Each entry must be copied exactly, without omission.

======== DATA FOR REVIEW ========

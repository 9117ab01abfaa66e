//! Domain types: instruments and aligned price tables.

pub mod instrument;
pub mod price_table;

pub use instrument::{Instrument, InstrumentSet};
pub use price_table::{PriceColumn, PriceTable};
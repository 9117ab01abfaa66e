//! Relative strength ratio: instrument close / benchmark close.

use crate::data::AlignedUniverse;
use crate::domain::Instrument;

/// Per-instrument ratio series, index-aligned with the price table.
#[derive(Debug, Clone, PartialEq)]
pub struct RatioSeries {
    pub instrument: Instrument,
    pub values: Vec<f64>,
}

/// Element-wise `instrument / benchmark`.
///
/// A NaN on either side or a zero benchmark close yields NaN at that index.
/// Both slices come from one table and share its length.
pub fn ratio_series(instrument: &[f64], benchmark: &[f64]) -> Vec<f64> {
    debug_assert_eq!(instrument.len(), benchmark.len());
    instrument
        .iter()
        .zip(benchmark)
        .map(|(&price, &base)| {
            if price.is_nan() || base.is_nan() || base == 0.0 {
                f64::NAN
            } else {
                price / base
            }
        })
        .collect()
}

/// Ratio series for every instrument in the validated universe, in
/// configuration order.
pub fn compute_ratios(universe: &AlignedUniverse) -> Vec<RatioSeries> {
    let benchmark = universe.benchmark_closes();
    universe
        .instruments
        .iter()
        .filter_map(|instrument| {
            universe
                .table
                .closes(&instrument.symbol)
                .map(|closes| RatioSeries {
                    instrument: instrument.clone(),
                    values: ratio_series(closes, benchmark),
                })
        })
        .collect()
}
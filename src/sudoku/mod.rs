#![warn(clippy::all, clippy::pedantic, clippy::nursery, clippy::cargo)]
//! This module provides functionality for solving N x N Sudoku puzzles.

/// The `board` module holds the constraint-tracking grid and solution snapshots.
pub mod board;

/// The `cell` module defines the immutable per-cell coordinate handle.
pub mod cell;

/// The `constraint` module implements the per-group symbol bitmasks.
pub mod constraint;

/// The `error` module defines the loading and construction error taxonomy.
pub mod error;

/// The `loader` module turns token streams into populated boards.
pub mod loader;

/// The `ordering` module provides heuristics for the cell search order.
pub mod ordering;

/// The `reporter` module defines the event interface for search observers.
pub mod reporter;

/// The `solver` module contains the backtracking search engine.
pub mod solver;
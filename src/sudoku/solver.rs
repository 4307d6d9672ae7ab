#![warn(clippy::all, clippy::pedantic, clippy::nursery, clippy::cargo)]
//! The backtracking search engine.
//!
//! The solver owns one mutable [`Board`] shared by every recursion frame.
//! Each frame applies exactly one placement and undoes it on the way back
//! out, so the per-branch cost is O(1) instead of an O(N^2) board copy.
//! The unsolved cells live in an explicit deque acting as a stack: the
//! front cell is popped when a frame starts branching and pushed back when
//! the frame finishes, which restores the caller's view of the list.
//!
//! Termination is structural: every recursive call either shrinks the
//! unsolved list by one or exhausts the finite symbol range without
//! recursing.
//!
//! Solutions are emitted as independent snapshots the moment the list
//! empties, so the backtracking that follows cannot corrupt them. By
//! default the search enumerates every solution;
//! [`SolverOptions::max_solutions`] stops it early, and a [`CancelToken`]
//! aborts an unbounded search from outside. The solver itself raises no
//! errors: an unsatisfiable puzzle is a normal outcome, visible as a
//! [`Termination::Complete`] summary with no solutions.

use crate::sudoku::board::{Board, Solution};
use crate::sudoku::cell::CellRef;
use crate::sudoku::loader::LoadedBoard;
use crate::sudoku::ordering::CellOrdering;
use crate::sudoku::reporter::Reporter;
use std::collections::VecDeque;
use std::fmt;
use std::sync::Arc;
use std::sync::atomic::{AtomicBool, Ordering};

/// How many recursive calls pass between progress notifications.
pub const DEFAULT_PROGRESS_INTERVAL: u64 = 10_000_000;

/// Counters for one search invocation. Reset when the search starts;
/// monotonically non-decreasing until it halts.
#[derive(Debug, Clone, Copy, Default, PartialEq, Eq)]
pub struct SearchStats {
    /// Deepest recursion level reached.
    pub depth: usize,
    /// Candidate-symbol checks performed.
    pub checks: u64,
    /// Total recursive calls.
    pub calls: u64,
}

impl fmt::Display for SearchStats {
    fn fmt(&self, f: &mut fmt::Formatter<'_>) -> fmt::Result {
        write!(
            f,
            "depth: {} checks: {} calls: {}",
            self.depth, self.checks, self.calls
        )
    }
}

/// Why the search stopped.
#[derive(Debug, Clone, Copy, PartialEq, Eq)]
pub enum Termination {
    /// Every branch was explored. The puzzle is unsatisfiable exactly
    /// when this coincides with zero solutions.
    Complete,
    /// The configured solution limit was reached.
    SolutionLimit,
    /// The cancel token was triggered.
    Cancelled,
}

/// The outcome of one search invocation.
#[derive(Debug, Clone)]
pub struct SearchSummary {
    /// Every solution found, in discovery order.
    pub solutions: Vec<Solution>,
    /// Final counters.
    pub stats: SearchStats,
    /// Why the search stopped.
    pub termination: Termination,
}

impl SearchSummary {
    /// `true` when the whole tree was explored and no assignment exists.
    #[must_use]
    pub fn is_unsatisfiable(&self) -> bool {
        self.termination == Termination::Complete && self.solutions.is_empty()
    }
}
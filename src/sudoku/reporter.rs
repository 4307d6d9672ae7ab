#![warn(clippy::all, clippy::pedantic, clippy::nursery, clippy::cargo)]
//! Progress and result notifications.
//!
//! The engine reports through an injected [`Reporter`] rather than by
//! printing: the loader's outcome, periodic statistics during long
//! searches, each completed solution, and a final "done" with the closing
//! statistics. All methods are pure notifications with no return value;
//! the search never blocks on, or changes course because of, a reporter.

use crate::sudoku::board::{Board, Solution};
use crate::sudoku::error::SudokuError;
use crate::sudoku::solver::SearchStats;

/// Receiver for engine events. Every method defaults to a no-op, so
/// implementations override only what they care about.
pub trait Reporter {
    /// The loader finished and produced a consistent board.
    fn on_parsed(&mut self, board: &Board) {
        let _ = board;
    }

    /// Periodic tick during search: current counters and the (possibly
    /// partial) board contents at this moment.
    fn on_progress(&mut self, stats: &SearchStats, board: &Board) {
        let _ = (stats, board);
    }

    /// The search filled every cell; `solution` is a stable snapshot.
    fn on_solution(&mut self, solution: &Solution) {
        let _ = solution;
    }

    /// Loading failed; no search will run.
    fn on_error(&mut self, error: &SudokuError) {
        let _ = error;
    }

    /// The search halted (exhausted, limit reached, or cancelled).
    fn on_done(&mut self, stats: &SearchStats) {
        let _ = stats;
    }
}

/// Discards every event.
#[derive(Debug, Clone, Copy, Default)]
pub struct NullReporter;

impl Reporter for NullReporter {}
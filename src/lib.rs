#![deny(missing_docs)]
//! This crate provides a backtracking solver for N x N Sudoku puzzles,
//! where N is any perfect square.

/// The `sudoku` module implements the puzzle model, loader and search
/// engine.
pub mod sudoku;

========

• [WORKED SOLUTION]
repository 9117ab01abfaa66e
//! Domain types: instruments and aligned price tables.

pub mod instrument;
pub mod price_table;

pub use instrument::{Instrument, InstrumentSet};
pub use price_table::{PriceColumn, PriceTable};
repository 9117ab01abfaa66e
//! Relative strength ratio: instrument close / benchmark close.

use crate::data::AlignedUniverse;
use crate::domain::Instrument;

/// Per-instrument ratio series, index-aligned with the price table.
#[derive(Debug, Clone, PartialEq)]
pub struct RatioSeries {
    pub instrument: Instrument,
    pub values: Vec<f64>,
}

/// Element-wise `instrument / benchmark`.
///
/// A NaN on either side or a zero benchmark close yields NaN at that index.
/// Both slices come from one table and share its length.
pub fn ratio_series(instrument: &[f64], benchmark: &[f64]) -> Vec<f64> {
    debug_assert_eq!(instrument.len(), benchmark.len());
    instrument
        .iter()
        .zip(benchmark)
        .map(|(&price, &base)| {
            if price.is_nan() || base.is_nan() || base == 0.0 {
                f64::NAN
            } else {
                price / base
            }
        })
        .collect()
}

/// Ratio series for every instrument in the validated universe, in
/// configuration order.
pub fn compute_ratios(universe: &AlignedUniverse) -> Vec<RatioSeries> {
    let benchmark = universe.benchmark_closes();
    universe
        .instruments
        .iter()
        .filter_map(|instrument| {
            universe
                .table
                .closes(&instrument.symbol)
                .map(|closes| RatioSeries {
                    instrument: instrument.clone(),
                    values: ratio_series(closes, benchmark),
                })
        })
        .collect()
}
filename src/sudoku/mod.rs
#![warn(clippy::all, clippy::pedantic, clippy::nursery, clippy::cargo)]
//! This module provides functionality for solving N x N Sudoku puzzles.

/// The `board` module holds the constraint-tracking grid and solution snapshots.
pub mod board;

/// The `cell` module defines the immutable per-cell coordinate handle.
pub mod cell;

/// The `constraint` module implements the per-group symbol bitmasks.
pub mod constraint;

/// The `error` module defines the loading and construction error taxonomy.
pub mod error;

/// The `loader` module turns token streams into populated boards.
pub mod loader;

/// The `ordering` module provides heuristics for the cell search order.
pub mod ordering;

/// The `reporter` module defines the event interface for search observers.
pub mod reporter;

/// The `solver` module contains the backtracking search engine.
pub mod solver;
filename src/sudoku/solver.rs
repository 4307d6d9672ae7ab
#![warn(clippy::all, clippy::pedantic, clippy::nursery, clippy::cargo)]
//! The backtracking search engine.
//!
//! The solver owns one mutable [`Board`] shared by every recursion frame.
//! Each frame applies exactly one placement and undoes it on the way back
//! out, so the per-branch cost is O(1) instead of an O(N^2) board copy.
//! The unsolved cells live in an explicit deque acting as a stack: the
//! front cell is popped when a frame starts branching and pushed back when
//! the frame finishes, which restores the caller's view of the list.
//!
//! Termination is structural: every recursive call either shrinks the
//! unsolved list by one or exhausts the finite symbol range without
//! recursing.
//!
//! Solutions are emitted as independent snapshots the moment the list
//! empties, so the backtracking that follows cannot corrupt them. By
//! default the search enumerates every solution;
//! [`SolverOptions::max_solutions`] stops it early, and a [`CancelToken`]
//! aborts an unbounded search from outside. The solver itself raises no
//! errors: an unsatisfiable puzzle is a normal outcome, visible as a
//! [`Termination::Complete`] summary with no solutions.

use crate::sudoku::board::{Board, Solution};
use crate::sudoku::cell::CellRef;
use crate::sudoku::loader::LoadedBoard;
use crate::sudoku::ordering::CellOrdering;
use crate::sudoku::reporter::Reporter;
use std::collections::VecDeque;
use std::fmt;
use std::sync::Arc;
use std::sync::atomic::{AtomicBool, Ordering};

/// How many recursive calls pass between progress notifications.
pub const DEFAULT_PROGRESS_INTERVAL: u64 = 10_000_000;

/// Counters for one search invocation. Reset when the search starts;
/// monotonically non-decreasing until it halts.
#[derive(Debug, Clone, Copy, Default, PartialEq, Eq)]
pub struct SearchStats {
    /// Deepest recursion level reached.
    pub depth: usize,
    /// Candidate-symbol checks performed.
    pub checks: u64,
    /// Total recursive calls.
    pub calls: u64,
}

impl fmt::Display for SearchStats {
    fn fmt(&self, f: &mut fmt::Formatter<'_>) -> fmt::Result {
        write!(
            f,
            "depth: {} checks: {} calls: {}",
            self.depth, self.checks, self.calls
        )
    }
}

/// Why the search stopped.
#[derive(Debug, Clone, Copy, PartialEq, Eq)]
pub enum Termination {
    /// Every branch was explored. The puzzle is unsatisfiable exactly
    /// when this coincides with zero solutions.
    Complete,
    /// The configured solution limit was reached.
    SolutionLimit,
    /// The cancel token was triggered.
    Cancelled,
}

/// The outcome of one search invocation.
#[derive(Debug, Clone)]
pub struct SearchSummary {
    /// Every solution found, in discovery order.
    pub solutions: Vec<Solution>,
    /// Final counters.
    pub stats: SearchStats,
    /// Why the search stopped.
    pub termination: Termination,
}

impl SearchSummary {
    /// `true` when the whole tree was explored and no assignment exists.
    #[must_use]
    pub fn is_unsatisfiable(&self) -> bool {
        self.termination == Termination::Complete && self.solutions.is_empty()
    }
}
filename src/sudoku/reporter.rs
repository 4307d6d9672ae7ab
#![warn(clippy::all, clippy::pedantic, clippy::nursery, clippy::cargo)]
//! Progress and result notifications.
//!
//! The engine reports through an injected [`Reporter`] rather than by
//! printing: the loader's outcome, periodic statistics during long
//! searches, each completed solution, and a final "done" with the closing
//! statistics. All methods are pure notifications with no return value;
//! the search never blocks on, or changes course because of, a reporter.

use crate::sudoku::board::{Board, Solution};
use crate::sudoku::error::SudokuError;
use crate::sudoku::solver::SearchStats;

/// Receiver for engine events. Every method defaults to a no-op, so
/// implementations override only what they care about.
pub trait Reporter {
    /// The loader finished and produced a consistent board.
    fn on_parsed(&mut self, board: &Board) {
        let _ = board;
    }

    /// Periodic tick during search: current counters and the (possibly
    /// partial) board contents at this moment.
    fn on_progress(&mut self, stats: &SearchStats, board: &Board) {
        let _ = (stats, board);
    }

    /// The search filled every cell; `solution` is a stable snapshot.
    fn on_solution(&mut self, solution: &Solution) {
        let _ = solution;
    }

    /// Loading failed; no search will run.
    fn on_error(&mut self, error: &SudokuError) {
        let _ = error;
    }

    /// The search halted (exhausted, limit reached, or cancelled).
    fn on_done(&mut self, stats: &SearchStats) {
        let _ = stats;
    }
}

/// Discards every event.
#[derive(Debug, Clone, Copy, Default)]
pub struct NullReporter;

impl Reporter for NullReporter {}
filename src/lib.rs
#![deny(missing_docs)]
//! This crate provides a backtracking solver for N x N Sudoku puzzles,
//! where N is any perfect square.

/// The `sudoku` module implements the puzzle model, loader and search
/// engine.
pub mod sudoku;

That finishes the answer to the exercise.